The Work as Resistance
A week after the attacks began, still surrounded by devastation, I found myself rendering a children’s tale about a king whose daughter will get better only if she can grasp the moon. Though written for children, it carried significant meaning for me then. The author, who experienced the loss of his sight yet persisted creating until the end of his life, understood something about reaching for the unattainable. I wondered if the moon was the peace we all longed for – seemingly out of reach, yet still worth reaching toward.
During those nights, I understood translation as something greater than a skill: it was an act of perseverance, of holding one's ground, of holding on.

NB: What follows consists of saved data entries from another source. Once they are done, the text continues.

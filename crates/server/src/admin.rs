use std::sync::Arc;

use axum::extract::State;
use axum::Json;

use common::observability::REQUESTS_TOTAL;
use common::provider::BoostClient;
use common::types::BalanceEnvelope;

use crate::errors::ApiError;

/// Admin-only view of the provider account balance. The upstream payload is
/// relayed as-is inside the account envelope.
pub async fn balance(
    State(client): State<Arc<BoostClient>>,
) -> Result<Json<BalanceEnvelope>, ApiError> {
    REQUESTS_TOTAL.inc();
    let balance = client
        .balance()
        .await
        .map_err(|e| ApiError::upstream("Failed to fetch LazackBoost balance", e))?;
    Ok(Json(BalanceEnvelope::new(balance)))
}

One day, in broad sunlight, blasts hit a detention center; in those same hours, I was translating passages about a political thinker in his confinement, asking for more books, insisting that language study become his “predominant activity”. For him, translation was – as the author puts it – “a fact, aspiration, practice, foundation, and symbol” all at once.
An Enduring Voice
And then came the picture. I saw it on a website and saw that, within the ruins of another apartment block, lay one of my old translations, marked but whole, my name displayed on the cover. The image was in colour, but it might as well have been devoid of color, stripped of life among the concrete and ruins. For most of my career, I had been invisible, as all translators are. But here was my work made apparent – scarred, but persisting.
I gazed upon the image for a long time. The author writes that “all translation is a act with consequences”, but I had never felt the true gravity of this until then. To translate, even under fire, was to say: “this voice was important”. It will not be obliterated. To translate is not just to carry stories across languages, but to help them persist when everything else disappears. It is a quiet, unyielding declination to disappear.